AT THE SVS ANNUAL MEETING

SAN FRANCISCO – The 30-day unplanned readmission rate following carotid endarterectomy was 6.5% in a single-center study.

In addition, four variables were significantly associated with unplanned readmission: in-hospital postoperative congestive heart failure (CHF) exacerbation; in-hospital postoperative stroke; in-hospital postoperative hematoma; and prior coronary artery bypass graft (CABG).

"Whether these complications are completely avoidable is unknown, but we do identify a group of patients who would probably benefit from more comprehensive discharge planning and careful postdischarge care," Dr. Karen J. Ho said at the Society for Vascular Surgery annual meeting.

According to a study of Medicare claims data from 2003 to 2004, 20% of Medicare beneficiaries discharged from a hospital were rehospitalized within 30 days (N. Eng. J. Med. 2009;360:1418-28). The 30-day rehospitalization rate after vascular surgery was 24%, "the highest of all surgical specialties examined in the study," said Dr. Ho of the surgery department at Brigham and Women’s Hospital, Boston, who was not involved with the published study. "Medicare has started to decrease reimbursements for hospitals with excess readmissions after acute MI, heart failure, and pneumonia. Hip and knee replacements and chronic obstructive pulmonary disease will be added in 2014, and we anticipate that additional surgical procedures will be added thereafter," she said.

In an effort to determine the rate of 30-day unplanned readmission after carotid endarterectomy (CEA), Dr. Ho and her associates conducted a retrospective study of a prospectively collected vascular surgery database at Brigham and Women’s Hospital. The cohort included 896 consecutive CEAs performed between 2002 and 2011. Combined CABG/CEA procedures were excluded.

The primary endpoint was unplanned readmission within 30 days, defined as "any unanticipated, nonelective hospital readmission," she said. The secondary endpoint was 1-year survival.

The mean age of the patients was 70 years, 60% were male, and 95% were white. More than half (65%) had asymptomatic evidence of carotid artery disease.

Dr. Ho reported that the median postoperative length of stay was 1 day and that 9.9% of patients had at least one in-hospital complication. The most frequent in-hospital complication was bleeding/hematoma (4.1%), followed by arrhythmia (2.1%), dysphagia (1.7%), stroke (1.3%), and myocardial infarction (1.2%). Only 3% of patients required a reoperation, while most (94%) were discharged to home.
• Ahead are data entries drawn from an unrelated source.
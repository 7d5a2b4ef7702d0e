//! Centrality tools: ArticleRank, degree and PageRank
//!
//! All three share one shape. Scores are streamed for every node; when the
//! caller names `nodes`, the result is cut down to nodes whose `property_key`
//! contains one of the names.

use super::{
    forwarded_config, optional_str, rows_to_value, string_list, AlgorithmError, AlgorithmHandler,
    ToolDefinition,
};
use crate::projection::Direction;
use crate::services::GdsService;
use async_trait::async_trait;
use serde_json::{json, Map, Value};
use std::collections::HashSet;
use tracing::info;

const LOCAL_KEYS: &[&str] = &["nodes", "property_key"];

pub(crate) fn handlers() -> Vec<Box<dyn AlgorithmHandler>> {
    vec![
        Box::new(CentralityHandler::article_rank()),
        Box::new(CentralityHandler::degree()),
        Box::new(CentralityHandler::page_rank()),
    ]
}

fn filter_properties() -> Map<String, Value> {
    json!({
        "nodes": {
            "type": "array",
            "items": {"type": "string"},
            "description": "List of nodes to return the scores for."
        },
        "property_key": {
            "type": "string",
            "description": "Property key to use to filter the specified nodes."
        }
    })
    .as_object()
    .cloned()
    .unwrap_or_default()
}

fn iteration_properties(algorithm: &str) -> Map<String, Value> {
    json!({
        "dampingFactor": {
            "type": "number",
            "description": format!("The damping factor of the {} calculation. Must be in [0, 1).", algorithm)
        },
        "maxIterations": {
            "type": "integer",
            "description": format!("Maximum number of iterations for {}", algorithm)
        },
        "tolerance": {
            "type": "number",
            "description": "Minimum change in scores between iterations. If all scores change less than the tolerance value the result is considered stable and the algorithm returns."
        }
    })
    .as_object()
    .cloned()
    .unwrap_or_default()
}

fn object_schema(properties: Map<String, Value>) -> Value {
    json!({"type": "object", "properties": properties, "required": []})
}

/// One of the centrality tools
pub struct CentralityHandler {
    name: &'static str,
    description: &'static str,
    procedure: &'static str,
    /// Whether `sourceNodes` names are resolved to node ids
    personalised: bool,
    input_schema: Value,
}

impl CentralityHandler {
    pub fn article_rank() -> Self {
        let mut properties = filter_properties();
        properties.extend(iteration_properties("ArticleRank"));
        properties.extend(
            json!({
                "relationshipWeightProperty": {
                    "type": "string",
                    "description": "Property of the relationship to use for weighting. If not specified, all relationships are treated equally."
                },
                "sourceNodes": {
                    "description": "The nodes or node-bias pairs to use for computing Personalized ArticleRank. Nodes are matched by name through property_key. To use different bias for different source nodes, use the syntax: [[node1, bias1], [node2, bias2], ...]",
                    "anyOf": [
                        {"type": "string", "description": "Single node"},
                        {"type": "array", "items": {"type": "string"}, "description": "List of nodes"},
                        {
                            "type": "array",
                            "items": {
                                "type": "array",
                                "prefixItems": [{"type": "string"}, {"type": "number"}],
                                "minItems": 2,
                                "maxItems": 2
                            },
                            "description": "List of [node, bias] pairs"
                        }
                    ]
                },
                "scaler": {
                    "type": "string",
                    "description": "The name of the scaler applied for the final scores. Supported values are None, MinMax, Max, Mean, Log, and StdScore."
                }
            })
            .as_object()
            .cloned()
            .unwrap_or_default(),
        );

        Self {
            name: "article_rank",
            description: "Calculate ArticleRank for nodes in the graph. ArticleRank is similar to PageRank but normalizes by the number of outgoing references.",
            procedure: "articleRank",
            personalised: true,
            input_schema: object_schema(properties),
        }
    }

    pub fn degree() -> Self {
        Self {
            name: "degree_centrality",
            description: "Calculate degree centrality for all nodes in the graph",
            procedure: "degree",
            personalised: false,
            input_schema: object_schema(filter_properties()),
        }
    }

    pub fn page_rank() -> Self {
        let mut properties = filter_properties();
        properties.extend(iteration_properties("PageRank"));
        Self {
            name: "pagerank",
            description: "Calculate PageRank for all nodes in the graph",
            procedure: "pageRank",
            personalised: false,
            input_schema: object_schema(properties),
        }
    }
}

/// Replace node names in a `sourceNodes` value with node ids
///
/// Accepts a single name, a list of names, or `[name, bias]` pairs; numbers
/// are taken to be ids already and kept as they are.
async fn resolve_source_nodes(
    gds: &GdsService,
    property: &str,
    value: Value,
) -> Result<Value, AlgorithmError> {
    let items = match value {
        Value::String(name) => vec![Value::String(name)],
        Value::Array(items) => items,
        other => return Ok(other),
    };

    let mut resolved = Vec::new();
    for item in items {
        match item {
            Value::String(name) => {
                let ids = gds.find_node_ids(property, &[name]).await?;
                resolved.extend(ids.into_iter().map(Value::from));
            }
            Value::Array(pair) => match pair.as_slice() {
                [Value::String(name), bias] => {
                    let ids = gds.find_node_ids(property, &[name.clone()]).await?;
                    resolved.extend(ids.into_iter().map(|id| json!([id, bias])));
                }
                _ => resolved.push(Value::Array(pair)),
            },
            other => resolved.push(other),
        }
    }
    Ok(Value::Array(resolved))
}

#[async_trait]
impl AlgorithmHandler for CentralityHandler {
    fn definition(&self) -> ToolDefinition {
        ToolDefinition {
            name: self.name,
            description: self.description,
            input_schema: self.input_schema.clone(),
        }
    }

    async fn execute(
        &self,
        gds: &GdsService,
        arguments: Map<String, Value>,
    ) -> Result<Value, AlgorithmError> {
        let names = string_list(&arguments, "nodes")?;
        let property_key = optional_str(&arguments, "property_key")?;
        if names.is_some() && property_key.is_none() {
            return Err(AlgorithmError::invalid_arguments(
                "If 'nodes' is provided, 'property_key' must also be specified. \
                 get_node_properties_keys should return all available property keys \
                 and the most appropriate one can be picked.",
            ));
        }

        let mut config = forwarded_config(&self.definition(), &arguments, LOCAL_KEYS);
        if self.personalised {
            if let (Some(property), Some(source_nodes)) =
                (property_key.as_deref(), config.remove("sourceNodes"))
            {
                let resolved = resolve_source_nodes(gds, property, source_nodes).await?;
                config.insert("sourceNodes".to_string(), resolved);
            }
        }
        info!("{} parameters: {:?}", self.name, config);

        let keep: Option<HashSet<i64>> = match (&names, property_key.as_deref()) {
            (Some(names), Some(property)) => {
                info!("Filtering {} results for nodes: {:?}", self.name, names);
                Some(gds.find_node_ids(property, names).await?.into_iter().collect())
            }
            _ => None,
        };

        let procedure = self.procedure;
        let mut rows = gds
            .with_projection(Direction::Directed, |graph| async move {
                gds.stream(&graph, procedure, config)
                    .await
                    .map_err(AlgorithmError::from)
            })
            .await?;

        if let Some(keep) = keep {
            rows.retain(|row| {
                row.get("nodeId")
                    .and_then(Value::as_i64)
                    .map_or(false, |id| keep.contains(&id))
            });
        }
        Ok(rows_to_value(rows))
    }
}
The 30-day stroke rate was 1.7%, while the 30-day death rate was 0.6%.

The overall 30-day readmission rate was 8.6%, while the unplanned 30-day readmission rate was 6.5%. "Most of the overall readmissions (80%) occurred in the first 10 days, and the median time to unplanned readmission was 4 days," Dr. Ho said.
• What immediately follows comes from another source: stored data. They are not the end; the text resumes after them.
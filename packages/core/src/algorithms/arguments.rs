//! Argument extraction shared by the tool handlers

use super::{AlgorithmError, ToolDefinition};
use crate::db::{Row, StoreError};
use crate::services::GdsService;
use serde_json::{Map, Value};

/// GDS configuration map for a call: every schema-declared argument except
/// `local_keys`, with nulls dropped
pub(crate) fn forwarded_config(
    definition: &ToolDefinition,
    arguments: &Map<String, Value>,
    local_keys: &[&str],
) -> Map<String, Value> {
    let declared = definition.property_names();
    arguments
        .iter()
        .filter(|(key, value)| {
            !value.is_null()
                && declared.contains(&key.as_str())
                && !local_keys.contains(&key.as_str())
        })
        .map(|(key, value)| (key.clone(), value.clone()))
        .collect()
}

pub(crate) fn optional_str(
    arguments: &Map<String, Value>,
    key: &str,
) -> Result<Option<String>, AlgorithmError> {
    match arguments.get(key) {
        None | Some(Value::Null) => Ok(None),
        Some(Value::String(s)) => Ok(Some(s.clone())),
        Some(other) => Err(AlgorithmError::invalid_arguments(format!(
            "'{}' must be a string, got {}",
            key, other
        ))),
    }
}

pub(crate) fn required_str(
    arguments: &Map<String, Value>,
    key: &str,
) -> Result<String, AlgorithmError> {
    optional_str(arguments, key)?.ok_or_else(|| {
        AlgorithmError::invalid_arguments(format!("Missing required argument '{}'", key))
    })
}

/// A string or list of strings; `None` when absent
pub(crate) fn string_list(
    arguments: &Map<String, Value>,
    key: &str,
) -> Result<Option<Vec<String>>, AlgorithmError> {
    let invalid = || {
        AlgorithmError::invalid_arguments(format!(
            "'{}' must be a string or a list of strings",
            key
        ))
    };

    match arguments.get(key) {
        None | Some(Value::Null) => Ok(None),
        Some(Value::String(s)) => Ok(Some(vec![s.clone()])),
        Some(Value::Array(items)) => items
            .iter()
            .map(|item| item.as_str().map(str::to_string).ok_or_else(invalid))
            .collect::<Result<Vec<_>, _>>()
            .map(Some),
        Some(_) => Err(invalid()),
    }
}

pub(crate) fn rows_to_value(rows: Vec<Row>) -> Value {
    Value::Array(rows.into_iter().map(Value::Object).collect())
}

/// For each `(id_column, name_column)` pair, look up the `property` value of
/// the node id held in `id_column` and store it under `name_column`
pub(crate) async fn attach_node_names(
    gds: &GdsService,
    rows: &mut [Row],
    property: &str,
    columns: &[(&str, &str)],
) -> Result<(), StoreError> {
    let mut ids: Vec<i64> = rows
        .iter()
        .flat_map(|row| {
            columns
                .iter()
                .filter_map(move |(id_column, _)| row.get(*id_column).and_then(Value::as_i64))
        })
        .collect();
    ids.sort_unstable();
    ids.dedup();

    let names = gds.node_names(property, &ids).await?;

    for row in rows.iter_mut() {
        for (id_column, name_column) in columns {
            let name = row
                .get(*id_column)
                .and_then(Value::as_i64)
                .and_then(|id| names.get(&id).cloned())
                .unwrap_or(Value::Null);
            row.insert((*name_column).to_string(), name);
        }
    }
    Ok(())
}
The most common reason for an unplanned readmission was a cardiac complication, followed by headache, bleeding/hematoma, stroke/transient ischemic attack/intracerebral hemorrhage, or other medical emergency. More than one-quarter of patients (27.5%) had more than one reason for an unplanned readmission, while 87.9% of patients had a CEA-related unplanned readmission.
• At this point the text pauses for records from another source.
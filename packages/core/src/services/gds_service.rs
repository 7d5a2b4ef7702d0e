//! GDS Service
//!
//! Thin layer over [`GraphStore`] that every algorithm handler goes through.
//! It runs `gds.<procedure>.stream` calls against a [`ProjectionHandle`] and
//! resolves human-readable node names to internal node ids and back.
//!
//! Property names supplied by tool arguments are always passed as query
//! parameters (`n[$property]`), never spliced into statement text.

use crate::db::{GraphStore, Row, Statement, StoreError};
use crate::projection::{with_projection, Direction, ProjectionError, ProjectionHandle, SchemaProber};
use regex::Regex;
use serde::Serialize;
use serde_json::{Map, Value};
use std::collections::HashMap;
use std::future::Future;
use std::sync::{Arc, OnceLock};
use tracing::debug;

/// Dotted GDS procedure path such as `shortestPath.dijkstra`
const PROCEDURE_PATTERN: &str = r"^[A-Za-z][A-Za-z0-9]*(\.[A-Za-z][A-Za-z0-9]*)*$";

fn validate_procedure(procedure: &str) -> Result<(), StoreError> {
    static PROCEDURE_REGEX: OnceLock<Regex> = OnceLock::new();
    let regex = PROCEDURE_REGEX.get_or_init(|| {
        Regex::new(PROCEDURE_PATTERN).expect("procedure pattern is a valid regex")
    });
    if regex.is_match(procedure) {
        Ok(())
    } else {
        Err(StoreError::InvalidProcedure(procedure.to_string()))
    }
}

/// Node count plus the labels and relationship types in use
#[derive(Debug, Clone, PartialEq, Serialize)]
pub struct GraphSummary {
    pub node_count: i64,
    pub node_labels: Vec<String>,
    pub relationship_types: Vec<String>,
}

fn string_column(rows: Vec<Row>, column: &str) -> Vec<String> {
    rows.into_iter()
        .filter_map(|mut row| match row.remove(column) {
            Some(Value::String(s)) => Some(s),
            _ => None,
        })
        .collect()
}

/// Shared entry point for running GDS algorithms
#[derive(Clone)]
pub struct GdsService {
    store: Arc<dyn GraphStore>,
}

impl GdsService {
    pub fn new(store: Arc<dyn GraphStore>) -> Self {
        Self { store }
    }

    pub fn store(&self) -> &Arc<dyn GraphStore> {
        &self.store
    }

    /// Run `body` against a fresh ephemeral projection (see [`with_projection`])
    pub async fn with_projection<F, Fut, T, E>(&self, direction: Direction, body: F) -> Result<T, E>
    where
        F: FnOnce(ProjectionHandle) -> Fut,
        Fut: Future<Output = Result<T, E>>,
        E: From<ProjectionError>,
    {
        with_projection(&self.store, direction, body).await
    }

    /// `CALL gds.<procedure>.stream($graphName, $config)`, every yielded column
    pub async fn stream(
        &self,
        graph: &ProjectionHandle,
        procedure: &str,
        config: Map<String, Value>,
    ) -> Result<Vec<Row>, StoreError> {
        validate_procedure(procedure)?;
        debug!("gds.{}.stream on '{}' with {:?}", procedure, graph.graph_name(), config);

        let statement = Statement::new(format!(
            "CALL gds.{}.stream($graphName, $config)",
            procedure
        ))
        .param("graphName", graph.graph_name())
        .param("config", config);
        self.store.query(statement).await
    }

    /// Like [`stream`](Self::stream) but yields only `columns`
    ///
    /// Used to leave out path-typed columns that don't survive JSON encoding.
    pub async fn stream_columns(
        &self,
        graph: &ProjectionHandle,
        procedure: &str,
        config: Map<String, Value>,
        columns: &[&str],
    ) -> Result<Vec<Row>, StoreError> {
        validate_procedure(procedure)?;
        let columns = columns.join(", ");

        let statement = Statement::new(format!(
            "CALL gds.{}.stream($graphName, $config) YIELD {} RETURN {}",
            procedure, columns, columns
        ))
        .param("graphName", graph.graph_name())
        .param("config", config);
        self.store.query(statement).await
    }

    pub async fn count_nodes(&self) -> Result<GraphSummary, StoreError> {
        let count = self
            .store
            .query(Statement::new("MATCH (n) RETURN count(n) AS count"))
            .await?
            .first()
            .and_then(|row| row.get("count"))
            .and_then(Value::as_i64)
            .unwrap_or(0);

        let labels = self
            .store
            .query(Statement::new("CALL db.labels() YIELD label RETURN label"))
            .await?;
        let types = self
            .store
            .query(Statement::new(
                "CALL db.relationshipTypes() YIELD relationshipType RETURN relationshipType",
            ))
            .await?;

        Ok(GraphSummary {
            node_count: count,
            node_labels: string_column(labels, "label"),
            relationship_types: string_column(types, "relationshipType"),
        })
    }

    /// Distinct node property keys, sorted
    pub async fn node_property_keys(&self) -> Result<Vec<String>, StoreError> {
        let keys = SchemaProber::new(self.store.as_ref())
            .list_node_property_keys()
            .await?;
        Ok(keys.into_iter().map(|k| k.as_str().to_string()).collect())
    }

    /// Ids of nodes whose `property` contains any of `names`, case-insensitively
    pub async fn find_node_ids(&self, property: &str, names: &[String]) -> Result<Vec<i64>, StoreError> {
        if names.is_empty() {
            return Ok(Vec::new());
        }
        let statement = Statement::new(
            "UNWIND $names AS name \
             MATCH (n) WHERE toLower(toString(n[$property])) CONTAINS toLower(name) \
             RETURN DISTINCT id(n) AS nodeId",
        )
        .param("names", names.to_vec())
        .param("property", property);

        Ok(self
            .store
            .query(statement)
            .await?
            .iter()
            .filter_map(|row| row.get("nodeId").and_then(Value::as_i64))
            .collect())
    }

    /// Best single match for `name`: an exact (case-insensitive) match wins
    /// over a substring match
    pub async fn find_node_id(&self, property: &str, name: &str) -> Result<Option<i64>, StoreError> {
        let statement = Statement::new(
            "MATCH (n) WHERE toLower(toString(n[$property])) CONTAINS toLower($name) \
             RETURN id(n) AS nodeId \
             ORDER BY CASE WHEN toLower(toString(n[$property])) = toLower($name) THEN 0 ELSE 1 END, nodeId \
             LIMIT 1",
        )
        .param("property", property)
        .param("name", name);

        Ok(self
            .store
            .query(statement)
            .await?
            .first()
            .and_then(|row| row.get("nodeId"))
            .and_then(Value::as_i64))
    }

    /// `property` value for each of `ids` (ids without the property map to null)
    pub async fn node_names(&self, property: &str, ids: &[i64]) -> Result<HashMap<i64, Value>, StoreError> {
        if ids.is_empty() {
            return Ok(HashMap::new());
        }
        let statement = Statement::new(
            "MATCH (n) WHERE id(n) IN $ids RETURN id(n) AS nodeId, n[$property] AS name",
        )
        .param("ids", ids.to_vec())
        .param("property", property);

        Ok(self
            .store
            .query(statement)
            .await?
            .into_iter()
            .filter_map(|mut row| {
                let id = row.get("nodeId").and_then(Value::as_i64)?;
                Some((id, row.remove("name").unwrap_or(Value::Null)))
            })
            .collect())
    }
}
When the researchers performed a univariate analysis followed by analysis with a multivariable Cox model for unplanned readmission, four variables were independently associated with unplanned readmission: in-hospital postoperative CHF exacerbation (hazard ratio, 15.1), in-hospital postoperative stroke (HR, 5.0), in-hospital postoperative hematoma (HR, 3.1), and prior CABG (HR, 2.0).

They also observed a significant difference in survival at 1 year between patients who had an unplanned readmission and those who did not (91% vs. 96%, respectively; P less than .01.) "It’s unclear whether these deaths in the unplanned readmission group were preventable or if they were related to carotid disease or to a procedure-related complication," Dr. Ho said. "Our guess is that the increased overall burden of comorbid disease in these patients, rather than the readmission itself, predicted decreased survival."

Limitations of the study included its retrospective design and the fact that it was conducted at a single center, she said, "but we do know that our unplanned readmission rate is comparable to estimates from recent Medicare data."

Dr. Ho said she had no relevant financial disclosures.